File::Slurp faster to write a file to perl

Tags:

I have a perl script where I am writing out a very large log file. Currently I write out my file in the 'traditional' Perl way of doing it:

open FILE, ">", 'log.txt';
print FILE $line;
.....
close FILE;

I've heard a lot of good things about File::Slurp when reading in files, and how it can vastly improve runtimes. My question is, would using File::Slurp make writing out my log file any faster?
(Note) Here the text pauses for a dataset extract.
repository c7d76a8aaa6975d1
//! 인증 컨텍스트 모델

pub mod authenticated_user;

pub use authenticated_user::AuthenticatedUser;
I ask because writing out a file in perl seems pretty simple as it is, I don't know how File::Slurp could really optimize it anymore.

848

asked Sep 03 '12 05:09

srchulo

1 Answers

The File::Slurp utilities may, under certain circumstances, be fractionally faster overall than the equivalent streamed implementation, but file I/O is so very much slower than anything based solely on memory and CPU speed that it is almost always the limiting resource.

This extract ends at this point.